Ждет своего часа кадка с землей‚ которую Шпильман оберегает‚ чтобы проклюнулся своенравный цветок ташлиль‚ занесенный ветром‚ принес надежду с утешением‚ но он отчего-то запаздывает. Ему‚ только ему Шпильман ставит для приманивания скрипичные сонаты‚ его‚ только его приваживает чтением любимых строк: "Когда горный фазан тоскует по подруге‚ говорят‚ он утешится‚ обманутый‚ если увидит свое отражение в зеркале. Как это грустно! И еще мне жаль‚ что фазана и его подругу ночью разделяет долина..."
Женщина‚ состарившаяся преждевременно‚ выходит из подъезда с мисками и пакетами; кошки сбегаются от помоек‚ много кошек – она их кормит с малых своих доходов‚ они ей признательны. Пролетает мимо красавица-сойка‚ выказывая голубизну оперений‚ косит на них глазом. Плюхается на крышу наглая ворона‚ бочком‚ вперевалку продвигается к краю‚ постукивая лапками по черепице‚ с интересом поглядывает вниз, склонив голову. Люди ей любопытны, Шпильману любопытны тоже.
– Народ вокруг – расфасованный, со сроком годности. По сто граммов, по двести, триста сорок с довеском…
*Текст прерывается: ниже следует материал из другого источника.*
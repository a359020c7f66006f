//! Lyon-backed implementation of [`Surface`].
//!
//! Every primitive is tessellated on the CPU into a flat triangle list of
//! [`VectorVertex`] records, which the host uploads as-is.

use bytemuck::{Pod, Zeroable};
use glam::Vec2;
use lyon::math::point;
use lyon::path::{Path, Winding};
use lyon::tessellation::{
    BuffersBuilder, FillOptions, FillTessellator, FillVertex, FillVertexConstructor,
    StrokeOptions, StrokeTessellator, StrokeVertex, StrokeVertexConstructor, VertexBuffers,
};

use super::surface::{dash_segments, Surface};

/// Tessellation tolerance in surface units.
const TOLERANCE: f32 = 0.5;

/// Per-vertex data: position + RGBA, 6 floats = 24 bytes.
#[repr(C)]
#[derive(Debug, Clone, Copy, Default, PartialEq, Pod, Zeroable)]
pub struct VectorVertex {
    pub x: f32,
    pub y: f32,
    pub r: f32,
    pub g: f32,
    pub b: f32,
    pub a: f32,
}

impl VectorVertex {
    pub const FLOATS: usize = 6;
    pub const STRIDE_BYTES: usize = Self::FLOATS * 4;
}

/// RGBA color, components in 0.0 - 1.0.
#[derive(Debug, Clone, Copy, PartialEq)]
pub struct VectorColor {
    pub r: f32,
    pub g: f32,
    pub b: f32,
    pub a: f32,
}

impl VectorColor {
    pub const fn new(r: f32, g: f32, b: f32, a: f32) -> Self {
        Self { r, g, b, a }
    }

    /// Fully opaque color.
    pub const fn rgb(r: f32, g: f32, b: f32) -> Self {
        Self::new(r, g, b, 1.0)
    }

    /// Fully opaque color from 0-255 channels (CSS-style hex colors).
    pub fn rgb8(r: u8, g: u8, b: u8) -> Self {
        Self::rgb(r as f32 / 255.0, g as f32 / 255.0, b as f32 / 255.0)
    }

    pub const RED: Self = Self::rgb(1.0, 0.0, 0.0);
    pub const GREEN: Self = Self::rgb(0.0, 0.5, 0.0);
    pub const BLUE: Self = Self::rgb(0.0, 0.0, 1.0);
    pub const WHITE: Self = Self::rgb(1.0, 1.0, 1.0);
    pub const BLACK: Self = Self::rgb(0.0, 0.0, 0.0);
    pub const YELLOW: Self = Self::rgb(1.0, 1.0, 0.0);
    pub const ORANGE: Self = Self::rgb(1.0, 0.65, 0.0);
    pub const PURPLE: Self = Self::rgb(0.5, 0.0, 0.5);
}

impl Default for VectorColor {
    fn default() -> Self {
        Self::WHITE
    }
}

/// Stamps a flat color onto every tessellated vertex.
struct ColorCtor(VectorColor);

impl ColorCtor {
    fn vertex(&self, x: f32, y: f32) -> VectorVertex {
        let c = self.0;
        VectorVertex { x, y, r: c.r, g: c.g, b: c.b, a: c.a }
    }
}

impl FillVertexConstructor<VectorVertex> for ColorCtor {
    fn new_vertex(&mut self, vertex: FillVertex) -> VectorVertex {
        let p = vertex.position();
        self.vertex(p.x, p.y)
    }
}

impl StrokeVertexConstructor<VectorVertex> for ColorCtor {
    fn new_vertex(&mut self, vertex: StrokeVertex) -> VectorVertex {
        let p = vertex.position();
        self.vertex(p.x, p.y)
    }
}

/// Tessellators plus the per-frame output buffer.
pub struct VectorState {
    fill_tess: FillTessellator,
    stroke_tess: StrokeTessellator,
    geometry: VertexBuffers<VectorVertex, u32>,
    buffer: Vec<f32>,
}

impl VectorState {
    pub fn new() -> Self {
        Self::with_capacity(16384)
    }

    /// Pre-size the output for `max_vertices` vertices.
    pub fn with_capacity(max_vertices: usize) -> Self {
        Self {
            fill_tess: FillTessellator::new(),
            stroke_tess: StrokeTessellator::new(),
            geometry: VertexBuffers::new(),
            buffer: Vec::with_capacity(max_vertices * VectorVertex::FLOATS),
        }
    }

    pub fn vertex_count(&self) -> usize {
        self.buffer.len() / VectorVertex::FLOATS
    }

    /// Flat `[x, y, r, g, b, a]` triangle-list floats.
    pub fn floats(&self) -> &[f32] {
        &self.buffer
    }

    /// The same data viewed as vertex records.
    pub fn vertices(&self) -> &[VectorVertex] {
        bytemuck::cast_slice(&self.buffer)
    }

    /// Raw pointer to the flat float buffer (for host-side copies).
    pub fn buffer_ptr(&self) -> *const f32 {
        self.buffer.as_ptr()
    }

    /// Expand indexed geometry into the flat triangle list.
    fn flush_geometry(&mut self) {
        for idx in &self.geometry.indices {
            let v = &self.geometry.vertices[*idx as usize];
            self.buffer.extend_from_slice(&[v.x, v.y, v.r, v.g, v.b, v.a]);
        }
        self.geometry.vertices.clear();
        self.geometry.indices.clear();
    }

    fn fill_path(&mut self, path: &Path, color: VectorColor) {
        let result = self.fill_tess.tessellate_path(
            path,
            &FillOptions::tolerance(TOLERANCE),
            &mut BuffersBuilder::new(&mut self.geometry, ColorCtor(color)),
        );
        match result {
            Ok(()) => self.flush_geometry(),
            Err(e) => {
                log::debug!("fill tessellation failed: {:?}", e);
                self.geometry.vertices.clear();
                self.geometry.indices.clear();
            }
        }
    }

    fn stroke_path(&mut self, path: &Path, width: f32, color: VectorColor) {
        let result = self.stroke_tess.tessellate_path(
            path,
            &StrokeOptions::tolerance(TOLERANCE).with_line_width(width),
            &mut BuffersBuilder::new(&mut self.geometry, ColorCtor(color)),
        );
        match result {
            Ok(()) => self.flush_geometry(),
            Err(e) => {
                log::debug!("stroke tessellation failed: {:?}", e);
                self.geometry.vertices.clear();
                self.geometry.indices.clear();
            }
        }
    }

    /// Fill a closed polygon (convex or concave). Needs at least 3 points.
    pub fn fill_polygon(&mut self, points: &[Vec2], color: VectorColor) {
        if points.len() < 3 {
            return;
        }
        let mut builder = Path::builder();
        builder.begin(point(points[0].x, points[0].y));
        for p in &points[1..] {
            builder.line_to(point(p.x, p.y));
        }
        builder.close();
        self.fill_path(&builder.build(), color);
    }

    /// Stroke an open polyline. Needs at least 2 points.
    pub fn stroke_polyline(&mut self, points: &[Vec2], width: f32, color: VectorColor) {
        if points.len() < 2 || width <= 0.0 {
            return;
        }
        let mut builder = Path::builder();
        builder.begin(point(points[0].x, points[0].y));
        for p in &points[1..] {
            builder.line_to(point(p.x, p.y));
        }
        builder.end(false);
        self.stroke_path(&builder.build(), width, color);
    }

    fn circle_path(center: Vec2, radius: f32) -> Path {
        let mut builder = Path::builder();
        builder.add_circle(point(center.x, center.y), radius, Winding::Positive);
        builder.build()
    }
}

impl Default for VectorState {
    fn default() -> Self {
        Self::new()
    }
}

impl Surface for VectorState {
    fn clear(&mut self) {
        self.buffer.clear();
    }

    fn fill_rect(&mut self, pos: Vec2, width: f32, height: f32, color: VectorColor) {
        self.fill_polygon(&[
            pos,
            Vec2::new(pos.x + width, pos.y),
            Vec2::new(pos.x + width, pos.y + height),
            Vec2::new(pos.x, pos.y + height),
        ], color);
    }

    fn fill_circle(&mut self, center: Vec2, radius: f32, color: VectorColor) {
        if radius <= 0.0 {
            return;
        }
        self.fill_path(&Self::circle_path(center, radius), color);
    }

    fn stroke_circle(&mut self, center: Vec2, radius: f32, width: f32, color: VectorColor) {
        if radius <= 0.0 || width <= 0.0 {
            return;
        }
        self.stroke_path(&Self::circle_path(center, radius), width, color);
    }

    fn line(&mut self, from: Vec2, to: Vec2, width: f32, color: VectorColor) {
        self.stroke_polyline(&[from, to], width, color);
    }

    fn dashed_line(&mut self, from: Vec2, to: Vec2, width: f32, dash: f32, gap: f32, color: VectorColor) {
        for (a, b) in dash_segments(from, to, dash, gap) {
            self.stroke_polyline(&[a, b], width, color);
        }
    }
}

#[cfg(test)]
mod tests {
    use super::*;
    use std::mem::size_of;

    #[test]
    fn vector_vertex_is_24_bytes() {
        assert_eq!(size_of::<VectorVertex>(), VectorVertex::STRIDE_BYTES);
    }

    #[test]
    fn rgb8_matches_css_hex() {
        // #064f1c felt green
        let felt = VectorColor::rgb8(0x06, 0x4f, 0x1c);
        assert!((felt.g - 79.0 / 255.0).abs() < 1e-6);
        assert_eq!(felt.a, 1.0);
    }

    #[test]
    fn fill_rect_is_two_triangles() {
        let mut state = VectorState::new();
        state.fill_rect(Vec2::ZERO, 800.0, 400.0, VectorColor::GREEN);
        assert_eq!(state.vertex_count(), 6);
        assert_eq!(state.vertices()[0].g, VectorColor::GREEN.g);
    }

    #[test]
    fn circles_and_lines_produce_triangles() {
        let mut state = VectorState::new();
        state.fill_circle(Vec2::new(50.0, 50.0), 10.0, VectorColor::WHITE);
        let filled = state.vertex_count();
        assert!(filled > 0 && filled % 3 == 0);

        state.stroke_circle(Vec2::new(50.0, 50.0), 10.0, 1.0, VectorColor::BLACK);
        state.line(Vec2::ZERO, Vec2::new(100.0, 0.0), 4.0, VectorColor::WHITE);
        assert!(state.vertex_count() > filled);
    }

    #[test]
    fn dashed_line_draws_one_stroke_per_dash() {
        let mut solid = VectorState::new();
        solid.line(Vec2::ZERO, Vec2::new(5.0, 0.0), 1.0, VectorColor::WHITE);
        let per_dash = solid.vertex_count();

        let mut dashed = VectorState::new();
        dashed.dashed_line(Vec2::ZERO, Vec2::new(20.0, 0.0), 1.0, 5.0, 5.0, VectorColor::WHITE);
        assert_eq!(dashed.vertex_count(), per_dash * 2);
    }

    #[test]
    fn degenerate_shapes_produce_nothing() {
        let mut state = VectorState::new();
        state.fill_polygon(&[Vec2::ZERO, Vec2::ONE], VectorColor::RED);
        state.fill_circle(Vec2::ZERO, 0.0, VectorColor::RED);
        state.stroke_polyline(&[Vec2::ZERO], 2.0, VectorColor::RED);
        state.dashed_line(Vec2::ONE, Vec2::ONE, 1.0, 5.0, 5.0, VectorColor::RED);
        assert_eq!(state.vertex_count(), 0);
    }

    #[test]
    fn clear_resets_buffer() {
        let mut state = VectorState::new();
        state.fill_rect(Vec2::ZERO, 10.0, 10.0, VectorColor::BLUE);
        state.clear();
        assert_eq!(state.vertex_count(), 0);
        assert!(state.floats().is_empty());
    }
}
Ежик не всё понимает из его откровений, не всё усваивает, однако не переспрашивает, оставляя, должно быть, на ночное додумывание. Шпильман тоже не всё понимает, и принадлежность ежика к мужскому или женскому полу определению не поддается.
К зиме опадает листва на деревьях, проглядывает в сквозистых ветвях дом по соседству‚ этажи с подъездами‚ квартира под крышей‚ солнцем высвеченная обитель – спелой виноградиной. И внутри той виноградины – тихо‚ покойно‚ в плавной красоте движений – переплывает от стены к стене‚ готовит себе еду‚ горбится за одинокой тарелкой суховатый мужчина его возраста и размера‚ словно забытый‚ о котором некому вспомнить. Иногда Шпильману кажется‚ что человек напротив копирует его движения‚ иногда кажется‚ что это он сам – Живущий поодаль. Повышенный к нему интерес‚ как к неопознанному объекту‚ но нет под рукой подзорной трубы‚ чтобы разглядеть в подробностях‚ да и появись она, неловко вторгаться без разрешения в чужую жизнь‚ даже если та жизнь неотличима от твоей.
Порой Живущий поодаль опускает шторы на невидимом Шпильману окне‚ комната затухает‚ не просвечивая‚ и можно только гадать‚ чем он там занимается. Порой он появляется на балконе‚ с интересом разглядывает закаты‚ но ежика возле него нет‚ возле него сидит кот. Масти розовой. Пушистости чрезвычайной. Когда предлагают на завтрак творог нулевой жирности, кот взглядывает укоризненно, словно над ним насмехаются, и удаляется обиженно под вопли пристыженного хозяина: "А я, между прочим, ем!.." Когда его расчесывают, шерсть потрескивает от избытка электричества, озонируя пространства, страницы срываются со стола, липнут к коту, а он важно ходит по комнате, облепленный рукописью, косит пепельным глазом. Так ему нравится. Хозяину нравится тоже.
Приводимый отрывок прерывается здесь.